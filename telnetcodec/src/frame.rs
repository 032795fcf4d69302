//
// Copyright 2017-2026 Hans W. Uhlig. All Rights Reserved.
//
// Licensed under the Apache License, Version 2.0 (the "License");
// you may not use this file except in compliance with the License.
// You may obtain a copy of the License at
//
//      http://www.apache.org/licenses/LICENSE-2.0
//
// Unless required by applicable law or agreed to in writing, software
// distributed under the License is distributed on an "AS IS" BASIS,
// WITHOUT WARRANTIES OR CONDITIONS OF ANY KIND, either express or implied.
// See the License for the specific language governing permissions and
// limitations under the License.
//

use crate::TelnetOption;
use crate::args::TelnetArgument;

///
/// A single wire-level Telnet protocol unit, as written by the encoder.
///
#[derive(Clone, Debug, PartialEq, Eq)]
pub enum TelnetFrame {
    /// Telnet Data Byte
    Data(u8),
    /// No Operation
    NoOperation,
    /// End of urgent Data Stream
    DataMark,
    /// Operator pressed the Break key or the Attention key.
    Break,
    /// Interrupt current process.
    InterruptProcess,
    /// Cancel output from the current process.
    AbortOutput,
    /// Request acknowledgment.
    AreYouThere,
    /// Request that the operator erase the previous character.
    EraseCharacter,
    /// Request that the operator erase the previous line.
    EraseLine,
    /// End of input for half-duplex connections.
    GoAhead,
    /// End of Record
    EndOfRecord,
    /// Ask the peer to perform an option.
    Do(TelnetOption),
    /// Ask the peer to stop performing an option.
    Dont(TelnetOption),
    /// Offer to perform an option.
    Will(TelnetOption),
    /// Refuse to perform an option.
    Wont(TelnetOption),
    /// Subnegotiation Payload
    Subnegotiate(TelnetArgument),
}

impl std::fmt::Display for TelnetFrame {
    fn fmt(&self, f: &mut std::fmt::Formatter<'_>) -> std::fmt::Result {
        match self {
            TelnetFrame::Data(byte) => write!(f, "Data(0x{byte:02X})"),
            TelnetFrame::NoOperation => write!(f, "NOP"),
            TelnetFrame::DataMark => write!(f, "DM"),
            TelnetFrame::Break => write!(f, "BRK"),
            TelnetFrame::InterruptProcess => write!(f, "IP"),
            TelnetFrame::AbortOutput => write!(f, "AO"),
            TelnetFrame::AreYouThere => write!(f, "AYT"),
            TelnetFrame::EraseCharacter => write!(f, "EC"),
            TelnetFrame::EraseLine => write!(f, "EL"),
            TelnetFrame::GoAhead => write!(f, "GA"),
            TelnetFrame::EndOfRecord => write!(f, "EOR"),
            TelnetFrame::Do(option) => write!(f, "DO {option}"),
            TelnetFrame::Dont(option) => write!(f, "DONT {option}"),
            TelnetFrame::Will(option) => write!(f, "WILL {option}"),
            TelnetFrame::Wont(option) => write!(f, "WONT {option}"),
            TelnetFrame::Subnegotiate(argument) => write!(f, "SB {argument}"),
        }
    }
}
//
// Copyright 2017-2026 Hans W. Uhlig. All Rights Reserved.
//
// Licensed under the Apache License, Version 2.0 (the "License");
// you may not use this file except in compliance with the License.
// You may obtain a copy of the License at
//
//      http://www.apache.org/licenses/LICENSE-2.0
//
// Unless required by applicable law or agreed to in writing, software
// distributed under the License is distributed on an "AS IS" BASIS,
// WITHOUT WARRANTIES OR CONDITIONS OF ANY KIND, either express or implied.
// See the License for the specific language governing permissions and
// limitations under the License.
//

//! Lock-free metrics for the bridge server
//!
//! Every update is also reported to the `metrics` facade under the `tnbridge.` prefix, so an
//! installed recorder sees the same numbers as [`ServerMetrics::snapshot`].

use metrics::{counter, gauge, histogram};
use std::sync::atomic::{AtomicU64, Ordering};
use std::time::{Duration, Instant};

/// Lock-free server metrics
#[derive(Debug)]
pub struct ServerMetrics {
    // Session counts
    total_sessions: AtomicU64,
    active_sessions: AtomicU64,
    rejected_sessions: AtomicU64,

    // Throughput
    bytes_sent: AtomicU64,
    bytes_received: AtomicU64,

    // Errors and endings
    spawn_failures: AtomicU64,
    connection_errors: AtomicU64,
    protocol_errors: AtomicU64,
    idle_timeouts: AtomicU64,
    process_crashes: AtomicU64,

    // Timing (stored as nanoseconds)
    total_session_duration_ns: AtomicU64,
    closed_sessions: AtomicU64,

    started_at: Instant,
}

impl Default for ServerMetrics {
    fn default() -> Self {
        Self::new()
    }
}

impl ServerMetrics {
    /// Create a new metrics instance
    pub fn new() -> Self {
        Self {
            total_sessions: AtomicU64::new(0),
            active_sessions: AtomicU64::new(0),
            rejected_sessions: AtomicU64::new(0),
            bytes_sent: AtomicU64::new(0),
            bytes_received: AtomicU64::new(0),
            spawn_failures: AtomicU64::new(0),
            connection_errors: AtomicU64::new(0),
            protocol_errors: AtomicU64::new(0),
            idle_timeouts: AtomicU64::new(0),
            process_crashes: AtomicU64::new(0),
            total_session_duration_ns: AtomicU64::new(0),
            closed_sessions: AtomicU64::new(0),
            started_at: Instant::now(),
        }
    }

    // Session tracking

    /// Record a session being admitted
    pub fn session_opened(&self) {
        self.total_sessions.fetch_add(1, Ordering::Relaxed);
        self.active_sessions.fetch_add(1, Ordering::Relaxed);
        counter!("tnbridge.sessions.total").increment(1);
        gauge!("tnbridge.sessions.active").increment(1.0);
    }

    /// Record a session being closed
    pub fn session_closed(&self, duration: Duration) {
        self.active_sessions.fetch_sub(1, Ordering::Relaxed);
        self.closed_sessions.fetch_add(1, Ordering::Relaxed);
        self.total_session_duration_ns
            .fetch_add(duration.as_nanos() as u64, Ordering::Relaxed);
        gauge!("tnbridge.sessions.active").decrement(1.0);
        histogram!("tnbridge.session.duration").record(duration.as_secs_f64());
    }

    /// Record a connection turned away at capacity
    pub fn session_rejected(&self) {
        self.rejected_sessions.fetch_add(1, Ordering::Relaxed);
        counter!("tnbridge.sessions.rejected").increment(1);
    }

    /// Get the current number of active sessions
    pub fn active_sessions(&self) -> u64 {
        self.active_sessions.load(Ordering::Relaxed)
    }

    /// Get the total number of sessions since server start
    pub fn total_sessions(&self) -> u64 {
        self.total_sessions.load(Ordering::Relaxed)
    }

    /// Get the number of rejected connections
    pub fn rejected_sessions(&self) -> u64 {
        self.rejected_sessions.load(Ordering::Relaxed)
    }

    // Throughput tracking

    /// Record bytes written to a client
    pub fn bytes_sent(&self, count: u64) {
        self.bytes_sent.fetch_add(count, Ordering::Relaxed);
        counter!("tnbridge.bytes.sent").increment(count);
    }

    /// Record application bytes received from a client
    pub fn bytes_received(&self, count: u64) {
        self.bytes_received.fetch_add(count, Ordering::Relaxed);
        counter!("tnbridge.bytes.received").increment(count);
    }

    // Error tracking

    /// Record a program that failed to start
    pub fn spawn_failure(&self) {
        self.spawn_failures.fetch_add(1, Ordering::Relaxed);
        counter!("tnbridge.errors.spawn").increment(1);
    }

    /// Record a client connection error
    pub fn connection_error(&self) {
        self.connection_errors.fetch_add(1, Ordering::Relaxed);
        counter!("tnbridge.errors.connection").increment(1);
    }

    /// Record malformed telnet sequences tolerated by a session
    pub fn protocol_errors(&self, count: u64) {
        if count == 0 {
            return;
        }
        self.protocol_errors.fetch_add(count, Ordering::Relaxed);
        counter!("tnbridge.errors.protocol").increment(count);
    }

    /// Record a session closed for inactivity
    pub fn idle_timeout(&self) {
        self.idle_timeouts.fetch_add(1, Ordering::Relaxed);
        counter!("tnbridge.sessions.idle_timeout").increment(1);
    }

    /// Record a program that exited unsuccessfully
    pub fn process_crash(&self) {
        self.process_crashes.fetch_add(1, Ordering::Relaxed);
        counter!("tnbridge.errors.process_crash").increment(1);
    }

    // Snapshot

    /// Get a point-in-time view of all metrics
    pub fn snapshot(&self) -> MetricsSnapshot {
        MetricsSnapshot {
            total_sessions: self.total_sessions.load(Ordering::Relaxed),
            active_sessions: self.active_sessions.load(Ordering::Relaxed),
            rejected_sessions: self.rejected_sessions.load(Ordering::Relaxed),
            bytes_sent: self.bytes_sent.load(Ordering::Relaxed),
            bytes_received: self.bytes_received.load(Ordering::Relaxed),
            spawn_failures: self.spawn_failures.load(Ordering::Relaxed),
            connection_errors: self.connection_errors.load(Ordering::Relaxed),
            protocol_errors: self.protocol_errors.load(Ordering::Relaxed),
            idle_timeouts: self.idle_timeouts.load(Ordering::Relaxed),
            process_crashes: self.process_crashes.load(Ordering::Relaxed),
            uptime: self.started_at.elapsed(),
            avg_session_duration: self.average_session_duration(),
        }
    }

    fn average_session_duration(&self) -> Duration {
        let closed = self.closed_sessions.load(Ordering::Relaxed);
        if closed == 0 {
            return Duration::ZERO;
        }
        let total_ns = self.total_session_duration_ns.load(Ordering::Relaxed);
        Duration::from_nanos(total_ns / closed)
    }
}

/// A snapshot of server metrics at a point in time
#[derive(Debug, Clone)]
pub struct MetricsSnapshot {
    /// Total sessions since server start
    pub total_sessions: u64,
    /// Current active sessions
    pub active_sessions: u64,
    /// Connections rejected at capacity
    pub rejected_sessions: u64,
    /// Total bytes written to clients
    pub bytes_sent: u64,
    /// Total application bytes received from clients
    pub bytes_received: u64,
    /// Programs that failed to start
    pub spawn_failures: u64,
    /// Client connection errors
    pub connection_errors: u64,
    /// Malformed telnet sequences tolerated
    pub protocol_errors: u64,
    /// Sessions closed for inactivity
    pub idle_timeouts: u64,
    /// Programs that exited unsuccessfully
    pub process_crashes: u64,
    /// Server uptime
    pub uptime: Duration,
    /// Average duration of closed sessions
    pub avg_session_duration: Duration,
}

impl MetricsSnapshot {
    /// Calculate bytes per second (sent)
    pub fn bytes_sent_per_sec(&self) -> f64 {
        if self.uptime.is_zero() {
            return 0.0;
        }
        self.bytes_sent as f64 / self.uptime.as_secs_f64()
    }

    /// Calculate bytes per second (received)
    pub fn bytes_received_per_sec(&self) -> f64 {
        if self.uptime.is_zero() {
            return 0.0;
        }
        self.bytes_received as f64 / self.uptime.as_secs_f64()
    }

    /// Calculate total error count
    pub fn total_errors(&self) -> u64 {
        self.spawn_failures + self.connection_errors + self.protocol_errors
    }
}
#[cfg(test)]
mod tests {
    use super::*;
    use tokio::net::TcpListener;

    async fn pair() -> (TelnetConnection, TcpStream) {
        let listener = TcpListener::bind("127.0.0.1:0").await.unwrap();
        let addr = listener.local_addr().unwrap();
        let client = tokio::spawn(async move { TcpStream::connect(addr).await.unwrap() });
        let (server, _) = listener.accept().await.unwrap();
        let connection = TelnetConnection::wrap(server, SessionId::new(1)).unwrap();
        (connection, client.await.unwrap())
    }

    #[test]
    fn size_report_is_extracted() {
        let mut buffer = BytesMut::from(&b"ab\x1b[8;40;100tcd"[..]);
        assert_eq!(take_size_report(&mut buffer), Some(WindowSize::new(100, 40)));
        assert_eq!(&buffer[..], b"abcd");
    }

    #[test]
    fn incomplete_size_report_is_kept() {
        let mut buffer = BytesMut::from(&b"\x1b[8;40;1"[..]);
        assert_eq!(take_size_report(&mut buffer), None);
        assert_eq!(&buffer[..], b"\x1b[8;40;1");

        let mut garbage = BytesMut::from(&b"\x1b[8;x;yt"[..]);
        assert_eq!(take_size_report(&mut garbage), None);
    }

    #[tokio::test]
    async fn negotiate_with_naws_client() {
        let (mut connection, mut client) = pair().await;
        let handshake = tokio::spawn(async move {
            let result = connection
                .negotiate(Duration::from_secs(2), false)
                .await
                .unwrap();
            (connection, result)
        });

        let mut offers = [0u8; 18];
        client.read_exact(&mut offers).await.unwrap();
        assert_eq!(&offers[..3], &[consts::IAC, consts::WILL, consts::option::ECHO]);

        let mut reply = Vec::new();
        for option in [consts::option::ECHO, consts::option::SGA, consts::option::BINARY] {
            reply.extend_from_slice(&[consts::IAC, consts::DO, option]);
        }
        for option in [consts::option::BINARY, consts::option::SGA, consts::option::NAWS] {
            reply.extend_from_slice(&[consts::IAC, consts::WILL, option]);
        }
        reply.extend_from_slice(b"hi");
        reply.extend_from_slice(&[
            consts::IAC,
            consts::SB,
            consts::option::NAWS,
            0,
            100,
            0,
            40,
            consts::IAC,
            consts::SE,
        ]);
        client.write_all(&reply).await.unwrap();

        let (connection, result) = handshake.await.unwrap();
        assert_eq!(result.window_size, Some(WindowSize::new(100, 40)));
        assert_eq!(&result.early_input[..], b"hi");
        let (reader, _writer) = connection.into_split();
        assert!(reader.codec().is_enabled_remote(TelnetOption::NAWS));
    }

    #[tokio::test]
    async fn negotiate_falls_back_to_size_query() {
        let (mut connection, mut client) = pair().await;
        let handshake = tokio::spawn(async move {
            connection
                .negotiate(Duration::from_millis(300), true)
                .await
                .unwrap()
        });

        // A raw client: ignores negotiation, but its terminal answers the size query.
        let mut seen = Vec::new();
        while !seen.ends_with(SIZE_QUERY) {
            let mut chunk = [0u8; 64];
            let n = client.read(&mut chunk).await.unwrap();
            assert!(n > 0);
            seen.extend_from_slice(&chunk[..n]);
        }
        client.write_all(b"\x1b[8;30;90t").await.unwrap();

        let result = handshake.await.unwrap();
        assert_eq!(result.window_size, Some(WindowSize::new(90, 30)));
        assert!(result.early_input.is_empty());
    }

    #[tokio::test]
    async fn silent_client_times_out_without_size() {
        let (mut connection, _client) = pair().await;
        let started = Instant::now();
        let result = connection
            .negotiate(Duration::from_millis(100), false)
            .await
            .unwrap();
        assert_eq!(result.window_size, None);
        assert!(started.elapsed() >= Duration::from_millis(100));
    }

    #[tokio::test]
    async fn client_close_ends_negotiation_with_early_input() {
        let (mut connection, mut client) = pair().await;
        client.write_all(b"ls\n").await.unwrap();
        client.shutdown().await.unwrap();

        let started = Instant::now();
        let result = connection
            .negotiate(Duration::from_secs(5), true)
            .await
            .unwrap();
        assert!(result.client_closed);
        assert_eq!(&result.early_input[..], b"ls\n");
        assert_eq!(result.window_size, None);
        assert!(started.elapsed() < Duration::from_secs(5));

        // No size query is sent to a client that already closed.
        drop(connection);
        let mut seen = Vec::new();
        client.read_to_end(&mut seen).await.unwrap();
        assert!(!contains_query(&seen));
    }

    fn contains_query(bytes: &[u8]) -> bool {
        bytes.windows(SIZE_QUERY.len()).any(|window| window == SIZE_QUERY)
    }

    #[tokio::test]
    async fn reader_maps_commands_and_writer_escapes() {
        let (connection, mut client) = pair().await;
        let (mut reader, mut writer) = connection.into_split();

        client
            .write_all(&[b'a', consts::IAC, consts::IP, consts::IAC, consts::AYT, consts::IAC, consts::IAC])
            .await
            .unwrap();
        let input = reader.read().await.unwrap().unwrap();
        assert_eq!(&input.data[..], &[b'a', consts::ETX, consts::IAC]);
        assert_eq!(&input.replies[..], ARE_YOU_THERE_REPLY);
        assert_eq!(input.wire_len, 7);

        assert_eq!(writer.write_output(&[1, 0xFF, 2]).await.unwrap(), 4);
        let mut echoed = [0u8; 4];
        client.read_exact(&mut echoed).await.unwrap();
        assert_eq!(echoed, [1, 0xFF, 0xFF, 2]);

        drop(client);
        assert!(reader.read().await.unwrap().is_none());
    }
}
//
// Copyright 2017-2026 Hans W. Uhlig. All Rights Reserved.
//
// Licensed under the Apache License, Version 2.0 (the "License");
// you may not use this file except in compliance with the License.
// You may obtain a copy of the License at
//
//      http://www.apache.org/licenses/LICENSE-2.0
//
// Unless required by applicable law or agreed to in writing, software
// distributed under the License is distributed on an "AS IS" BASIS,
// WITHOUT WARRANTIES OR CONDITIONS OF ANY KIND, either express or implied.
// See the License for the specific language governing permissions and
// limitations under the License.
//

//! Server and launch configuration

use std::fmt;
use std::net::SocketAddr;
use std::path::PathBuf;
use std::str::FromStr;
use std::time::Duration;
use tnbridge_telnetcodec::WindowSize;

/// Text written to the client after the program exits. The trailing sequence makes the
/// cursor visible again in case the program hid it.
pub const DEFAULT_FAREWELL: &str = "\r\nThanks for visiting <3\r\n\x1b[?25h";

/// How the program's standard streams are attached
#[derive(Debug, Clone, Copy, Default, PartialEq, Eq)]
pub enum LaunchMode {
    /// Pseudo-terminal sized to the client's window
    #[default]
    Pty,
    /// Plain stdin/stdout/stderr pipes
    Pipe,
}

impl fmt::Display for LaunchMode {
    fn fmt(&self, f: &mut fmt::Formatter<'_>) -> fmt::Result {
        match self {
            LaunchMode::Pty => write!(f, "pty"),
            LaunchMode::Pipe => write!(f, "pipe"),
        }
    }
}

impl FromStr for LaunchMode {
    type Err = String;

    fn from_str(s: &str) -> Result<Self, Self::Err> {
        match s.to_ascii_lowercase().as_str() {
            "pty" => Ok(LaunchMode::Pty),
            "pipe" => Ok(LaunchMode::Pipe),
            other => Err(format!("unknown launch mode '{other}', expected 'pty' or 'pipe'")),
        }
    }
}

/// Describes the program started for every session
#[derive(Debug, Clone)]
pub struct LaunchConfig {
    /// Program to execute, resolved through `PATH` when not absolute
    pub program: PathBuf,
    /// Arguments passed to the program
    pub args: Vec<String>,
    /// Additional environment variables
    pub env: Vec<(String, String)>,
    /// Working directory, inherited when `None`
    pub cwd: Option<PathBuf>,
    /// Stream attachment
    pub mode: LaunchMode,
    /// Value of `TERM` given to the program
    pub terminal_type: String,
}

impl Default for LaunchConfig {
    fn default() -> Self {
        Self {
            program: PathBuf::new(),
            args: Vec::new(),
            env: Vec::new(),
            cwd: None,
            mode: LaunchMode::Pty,
            terminal_type: String::from("xterm-256color"),
        }
    }
}

impl LaunchConfig {
    /// Create a launch configuration for the given program
    pub fn new(program: impl Into<PathBuf>) -> Self {
        Self {
            program: program.into(),
            ..Default::default()
        }
    }

    /// Set the program arguments
    pub fn with_args<I, S>(mut self, args: I) -> Self
    where
        I: IntoIterator<Item = S>,
        S: Into<String>,
    {
        self.args = args.into_iter().map(Into::into).collect();
        self
    }

    /// Add an environment variable
    pub fn with_env(mut self, key: impl Into<String>, value: impl Into<String>) -> Self {
        self.env.push((key.into(), value.into()));
        self
    }

    /// Set the working directory
    pub fn with_cwd(mut self, cwd: impl Into<PathBuf>) -> Self {
        self.cwd = Some(cwd.into());
        self
    }

    /// Set the launch mode
    pub fn with_mode(mut self, mode: LaunchMode) -> Self {
        self.mode = mode;
        self
    }

    /// Set the terminal type
    pub fn with_terminal_type(mut self, terminal_type: impl Into<String>) -> Self {
        self.terminal_type = terminal_type.into();
        self
    }

    /// Name used in logs and diagnostics
    pub fn display_name(&self) -> String {
        self.program.display().to_string()
    }

    /// Validate the launch configuration
    pub fn validate(&self) -> Result<(), String> {
        if self.program.as_os_str().is_empty() {
            return Err("program must not be empty".to_string());
        }
        if self.terminal_type.is_empty() {
            return Err("terminal_type must not be empty".to_string());
        }
        if let Some((key, _)) = self
            .env
            .iter()
            .find(|(key, _)| key.is_empty() || key.contains('='))
        {
            return Err(format!("invalid environment variable name '{key}'"));
        }
        Ok(())
    }
}

/// Server configuration
#[derive(Debug, Clone)]
pub struct ServerConfig {
    /// Address to bind to
    pub bind_address: SocketAddr,
    /// Program started for each session
    pub launch: LaunchConfig,
    /// Maximum number of concurrent sessions
    pub max_sessions: usize,
    /// Session closes after this long without bytes in either direction
    pub idle_timeout: Duration,
    /// Upper bound on option negotiation before the program is spawned
    pub negotiation_timeout: Duration,
    /// Time a program gets to exit after its input closes, before it is killed
    pub grace_period: Duration,
    /// Time sessions get to close on shutdown, before they are aborted
    pub shutdown_timeout: Duration,
    /// Size used when the client reports none
    pub default_window_size: WindowSize,
    /// Ask clients without NAWS for their size with `ESC[18t`
    pub query_window_size: bool,
    /// Text written to the client after the program exits
    pub farewell: Option<String>,
    /// Text written to a client rejected at capacity
    pub reject_message: Option<String>,
}

impl Default for ServerConfig {
    fn default() -> Self {
        Self {
            bind_address: SocketAddr::from(([0, 0, 0, 0], 2323)),
            launch: LaunchConfig::default(),
            max_sessions: 64,
            idle_timeout: Duration::from_secs(600),
            negotiation_timeout: Duration::from_millis(1500),
            grace_period: Duration::from_secs(5),
            shutdown_timeout: Duration::from_secs(10),
            default_window_size: WindowSize::default(),
            query_window_size: true,
            farewell: Some(DEFAULT_FAREWELL.to_string()),
            reject_message: Some("Server full, please try again later.\r\n".to_string()),
        }
    }
}

impl ServerConfig {
    /// Create a new configuration bridging `bind_address` to `launch`
    pub fn new(bind_address: SocketAddr, launch: LaunchConfig) -> Self {
        Self {
            bind_address,
            launch,
            ..Default::default()
        }
    }

    /// Set maximum sessions
    pub fn with_max_sessions(mut self, max: usize) -> Self {
        self.max_sessions = max;
        self
    }

    /// Set idle timeout
    pub fn with_idle_timeout(mut self, timeout: Duration) -> Self {
        self.idle_timeout = timeout;
        self
    }

    /// Set negotiation timeout
    pub fn with_negotiation_timeout(mut self, timeout: Duration) -> Self {
        self.negotiation_timeout = timeout;
        self
    }

    /// Set grace period
    pub fn with_grace_period(mut self, grace: Duration) -> Self {
        self.grace_period = grace;
        self
    }

    /// Set shutdown timeout
    pub fn with_shutdown_timeout(mut self, timeout: Duration) -> Self {
        self.shutdown_timeout = timeout;
        self
    }

    /// Set the fallback window size
    pub fn with_default_window_size(mut self, size: WindowSize) -> Self {
        self.default_window_size = size;
        self
    }

    /// Enable or disable the `ESC[18t` size query
    pub fn with_window_size_query(mut self, enabled: bool) -> Self {
        self.query_window_size = enabled;
        self
    }

    /// Set or clear the farewell text
    pub fn with_farewell(mut self, farewell: Option<String>) -> Self {
        self.farewell = farewell;
        self
    }

    /// Set or clear the capacity rejection text
    pub fn with_reject_message(mut self, message: Option<String>) -> Self {
        self.reject_message = message;
        self
    }

    /// Validate the configuration
    pub fn validate(&self) -> Result<(), String> {
        if self.max_sessions == 0 {
            return Err("max_sessions must be greater than 0".to_string());
        }
        if self.idle_timeout.is_zero() {
            return Err("idle_timeout must be greater than 0".to_string());
        }
        if self.negotiation_timeout.is_zero() {
            return Err("negotiation_timeout must be greater than 0".to_string());
        }
        if self.shutdown_timeout.is_zero() {
            return Err("shutdown_timeout must be greater than 0".to_string());
        }
        if self.default_window_size.cols == 0 || self.default_window_size.rows == 0 {
            return Err("default_window_size must be at least 1x1".to_string());
        }
        self.launch.validate()
    }
}

#[cfg(test)]
mod tests {
    use super::*;

    #[test]
    fn test_default_config() {
        let config = ServerConfig::default();
        assert_eq!(config.bind_address.port(), 2323);
        assert_eq!(config.max_sessions, 64);
        assert_eq!(config.idle_timeout, Duration::from_secs(600));
        assert_eq!(config.negotiation_timeout, Duration::from_millis(1500));
        assert_eq!(config.grace_period, Duration::from_secs(5));
        assert_eq!(config.default_window_size, WindowSize::new(80, 24));
        assert_eq!(config.launch.mode, LaunchMode::Pty);
        assert_eq!(config.farewell.as_deref(), Some(DEFAULT_FAREWELL));
    }

    #[test]
    fn test_builder_pattern() {
        let launch = LaunchConfig::new("/bin/cat")
            .with_args(["-u"])
            .with_env("GAME_SEED", "7")
            .with_mode(LaunchMode::Pipe)
            .with_terminal_type("vt100");
        let config = ServerConfig::new("127.0.0.1:4000".parse().unwrap(), launch)
            .with_max_sessions(3)
            .with_idle_timeout(Duration::from_secs(30))
            .with_grace_period(Duration::from_millis(250))
            .with_window_size_query(false)
            .with_farewell(None);

        assert_eq!(config.bind_address.port(), 4000);
        assert_eq!(config.max_sessions, 3);
        assert_eq!(config.idle_timeout, Duration::from_secs(30));
        assert_eq!(config.grace_period, Duration::from_millis(250));
        assert!(!config.query_window_size);
        assert!(config.farewell.is_none());
        assert_eq!(config.launch.args, vec!["-u".to_string()]);
        assert_eq!(config.launch.env, vec![("GAME_SEED".into(), "7".into())]);
        assert_eq!(config.launch.terminal_type, "vt100");
        assert_eq!(config.launch.display_name(), "/bin/cat");
    }

    #[test]
    fn test_validation() {
        let valid = ServerConfig::new(
            "127.0.0.1:0".parse().unwrap(),
            LaunchConfig::new("/bin/cat"),
        );
        assert!(valid.validate().is_ok());

        assert!(valid.clone().with_max_sessions(0).validate().is_err());
        assert!(valid.clone().with_idle_timeout(Duration::ZERO).validate().is_err());
        assert!(
            valid
                .clone()
                .with_default_window_size(WindowSize::new(0, 24))
                .validate()
                .is_err()
        );

        // Program is required
        assert!(ServerConfig::default().validate().is_err());

        let bad_env = ServerConfig {
            launch: LaunchConfig::new("/bin/cat").with_env("A=B", "c"),
            ..valid
        };
        assert!(bad_env.validate().is_err());
    }

    #[test]
    fn test_launch_mode_parse() {
        assert_eq!("pty".parse::<LaunchMode>(), Ok(LaunchMode::Pty));
        assert_eq!("PIPE".parse::<LaunchMode>(), Ok(LaunchMode::Pipe));
        assert!("socket".parse::<LaunchMode>().is_err());
        assert_eq!(LaunchMode::Pipe.to_string(), "pipe");
    }
}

◇ ◇ ◇ ◇ ◇

ACTION ITEM: All lines from the one with "let bad_env = ServerConfig" to the end of the listing are to be printed exactly as given, both ends included.

EXERCISE OUTPUT:
        let bad_env = ServerConfig {
            launch: LaunchConfig::new("/bin/cat").with_env("A=B", "c"),
            ..valid
        };
        assert!(bad_env.validate().is_err());
    }

    #[test]
    fn test_launch_mode_parse() {
        assert_eq!("pty".parse::<LaunchMode>(), Ok(LaunchMode::Pty));
        assert_eq!("PIPE".parse::<LaunchMode>(), Ok(LaunchMode::Pipe));
        assert!("socket".parse::<LaunchMode>().is_err());
        assert_eq!(LaunchMode::Pipe.to_string(), "pipe");
    }
}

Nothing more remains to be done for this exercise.